# Brown algea...



## PaNo617 (Jan 31, 2005)

Hey guys, I have a question. I have read about this before, i think on other forums but i dont think i ever saw a real solution to this problem. I really dont get it that bad, but i'll always get brown algea on the sand and very little on the glass. I did my usual 35% water change and i also cleaned the glass, powerhead, heater etc. I also stired the sand area where there was brown algea. less then 24 hours later it was back on the sand again. Not really a big problem but it looks pretty ugly. I usually do 35% water changes every 6 days. If i have time maybe 30% every 5 days. What could be causing this and how do i get rid of it??


----------



## steve2 (Dec 23, 2003)

You need more light. It is the easy to get rid of.


----------



## harrykaa (Jan 10, 2005)

Pano617 said:


> Hey guys, I have a question. I have read about this before, i think on other forums but i dont think i ever saw a real solution to this problem. I really dont get it that bad, but i'll always get brown algea on the sand and very little on the glass. I did my usual 35% water change and i also cleaned the glass, powerhead, heater etc. I also stired the sand area where there was brown algea. less then 24 hours later it was back on the sand again. Not really a big problem but it looks pretty ugly. I usually do 35% water changes every 6 days. If i have time maybe 30% every 5 days. What could be causing this and how do i get rid of it??


Pano617,

A picture would help. I assume you are talking about brown colored, benthic Diatoms (Bacillariophyta) or possibly Golden algae (Chrysophyta) and not really Brown algae (Phaeophyta).
These will normally appear on the glasses, on the rocks on the wood or on the sand/gravel.
These are unicellular. You see this when removing they will form a cloud.
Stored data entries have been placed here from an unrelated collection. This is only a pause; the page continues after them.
//! Telemetry configuration from environment variables.

use std::env;

/// Configuration for logging and metrics.
#[derive(Debug, Clone)]
pub struct TelemetryConfig {
    /// Service name attached to every log line
    pub service_name: String,

    /// Log level filter (trace, debug, info, warn, error) or a full `EnvFilter` directive
    pub log_level: String,

    /// Whether to write logs to stdout at all
    pub console_output: bool,

    /// Whether to format logs as JSON
    pub json_logs: bool,
}

impl Default for TelemetryConfig {
    fn default() -> Self {
        Self {
            service_name: "register-engine".to_string(),
            log_level: "info".to_string(),
            console_output: true,
            json_logs: false,
        }
    }
}

impl TelemetryConfig {
    /// Create configuration from environment variables.
    ///
    /// # Environment Variables
    ///
    /// - `OTEL_SERVICE_NAME`: Service name (default: register-engine)
    /// - `REGISTER_LOG_LEVEL` or `RUST_LOG`: Log level (default: info)
    /// - `REGISTER_CONSOLE_OUTPUT`: Enable console output (default: true)
    /// - `REGISTER_JSON_LOGS`: Enable JSON logs (default: false in dev, true in containers)
    pub fn from_env() -> Self {
        let is_container =
            env::var("KUBERNETES_SERVICE_HOST").is_ok() || env::var("DOCKER_CONTAINER").is_ok();

        Self {
            service_name: env::var("OTEL_SERVICE_NAME")
                .unwrap_or_else(|_| "register-engine".to_string()),

            log_level: env::var("REGISTER_LOG_LEVEL")
                .or_else(|_| env::var("RUST_LOG"))
                .unwrap_or_else(|_| "info".to_string()),

            console_output: env::var("REGISTER_CONSOLE_OUTPUT")
                .map(|v| parse_flag(&v))
                .unwrap_or(true),

            json_logs: env::var("REGISTER_JSON_LOGS")
                .map(|v| parse_flag(&v))
                .unwrap_or(is_container),
        }
    }

    /// Quiet configuration for test binaries.
    pub fn for_tests() -> Self {
        Self {
            log_level: "warn".to_string(),
            ..Self::default()
        }
    }

    /// Override the log level.
    pub fn with_log_level(mut self, level: impl Into<String>) -> Self {
        self.log_level = level.into();
        self
    }
}

fn parse_flag(value: &str) -> bool {
    matches!(value.trim().to_lowercase().as_str(), "1" | "true" | "yes" | "on")
}

#[cfg(test)]
mod tests {
    use super::*;

    #[test]
    fn test_default_config() {
        let config = TelemetryConfig::default();
        assert_eq!(config.service_name, "register-engine");
        assert_eq!(config.log_level, "info");
        assert!(config.console_output);
        assert!(!config.json_logs);
    }

    #[test]
    fn test_parse_flag() {
        assert!(parse_flag("TRUE"));
        assert!(parse_flag("1"));
        assert!(!parse_flag("false"));
        assert!(!parse_flag("0"));
    }

    #[test]
    fn test_for_tests_is_quiet() {
        assert_eq!(TelemetryConfig::for_tests().log_level, "warn");
    }
}
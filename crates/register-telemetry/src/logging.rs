//! `tracing-subscriber` setup.
//!
//! Pretty output for development, JSON with thread ids, file and line for
//! containers. The level always comes from the config, whose `from_env`
//! reads `REGISTER_LOG_LEVEL` before `RUST_LOG`.

use crate::{TelemetryConfig, TelemetryError};
use tracing_subscriber::{layer::SubscriberExt, util::SubscriberInitExt, EnvFilter};

/// Handle returned once the global subscriber is installed.
pub struct LoggingGuard {
    service_name: String,
}

impl LoggingGuard {
    /// Service name the subscriber was installed for.
    pub fn service_name(&self) -> &str {
        &self.service_name
    }
}

/// Build the level filter for a configuration.
pub fn env_filter(config: &TelemetryConfig) -> Result<EnvFilter, TelemetryError> {
    EnvFilter::try_new(&config.log_level).map_err(|e| TelemetryError::Config(e.to_string()))
}

/// Install the global subscriber.
///
/// Fails with `LoggingInit` when a global subscriber is already set, so
/// callers that may run twice (test binaries) should ignore that error.
pub fn init_logging(config: &TelemetryConfig) -> Result<LoggingGuard, TelemetryError> {
    let filter = env_filter(config)?;
    let registry = tracing_subscriber::registry().with(filter);

    let result = match (config.console_output, config.json_logs) {
        (true, true) => registry
            .with(
                tracing_subscriber::fmt::layer()
                    .json()
                    .with_target(true)
                    .with_thread_ids(true)
                    .with_file(true)
                    .with_line_number(true),
            )
            .try_init(),
        (true, false) => registry
            .with(
                tracing_subscriber::fmt::layer()
                    .with_target(true)
                    .with_thread_ids(false)
                    .with_ansi(true),
            )
            .try_init(),
        (false, _) => registry.try_init(),
    };
    result.map_err(|e| TelemetryError::LoggingInit(e.to_string()))?;

    tracing::info!(
        service = %config.service_name,
        json_logs = config.json_logs,
        "[register] logging initialized"
    );

    Ok(LoggingGuard {
        service_name: config.service_name.clone(),
    })
}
Actually Diatoms and Chrysophyta can grow well in a low light environment. Other algae usually outcompete them in stronger light. Diatoms also need silicates in order to bloom (new set tanks).

A good way is to thoroughly siphon the sand and at the same suck the detached algae cloud from the tank.

Regards,


----------



## JYUB (Dec 19, 2003)

I there a chemical you can add? I have the same proble, AND I bought a UV filter that I thougth for some reason would help this. It looks like little brown hairs gorwing all over. Very unsightly. I am trying to get rid of it for weeks. I have Java furns, and 7 piranhas in a 120 gal. 2 "hang over the back" filters as well.


----------



## Morpheus (Feb 12, 2004)

I used to have loads of brown algae all over the glass and plants. I found out that the PH buffer I used was a phosphate buffer and my tank was about 10ppm of Phosphate. After I switched to a non-phosphate buffer the brown algae went away.


----------



## rchan11 (May 6, 2004)

Nice to know!


----------



## JYUB (Dec 19, 2003)

Morpheus said:


> I used to have loads of brown algae all over the glass and plants. I found out that the PH buffer I used was a phosphate buffer and my tank was about 10ppm of Phosphate. After I switched to a non-phosphate buffer the brown algae went away.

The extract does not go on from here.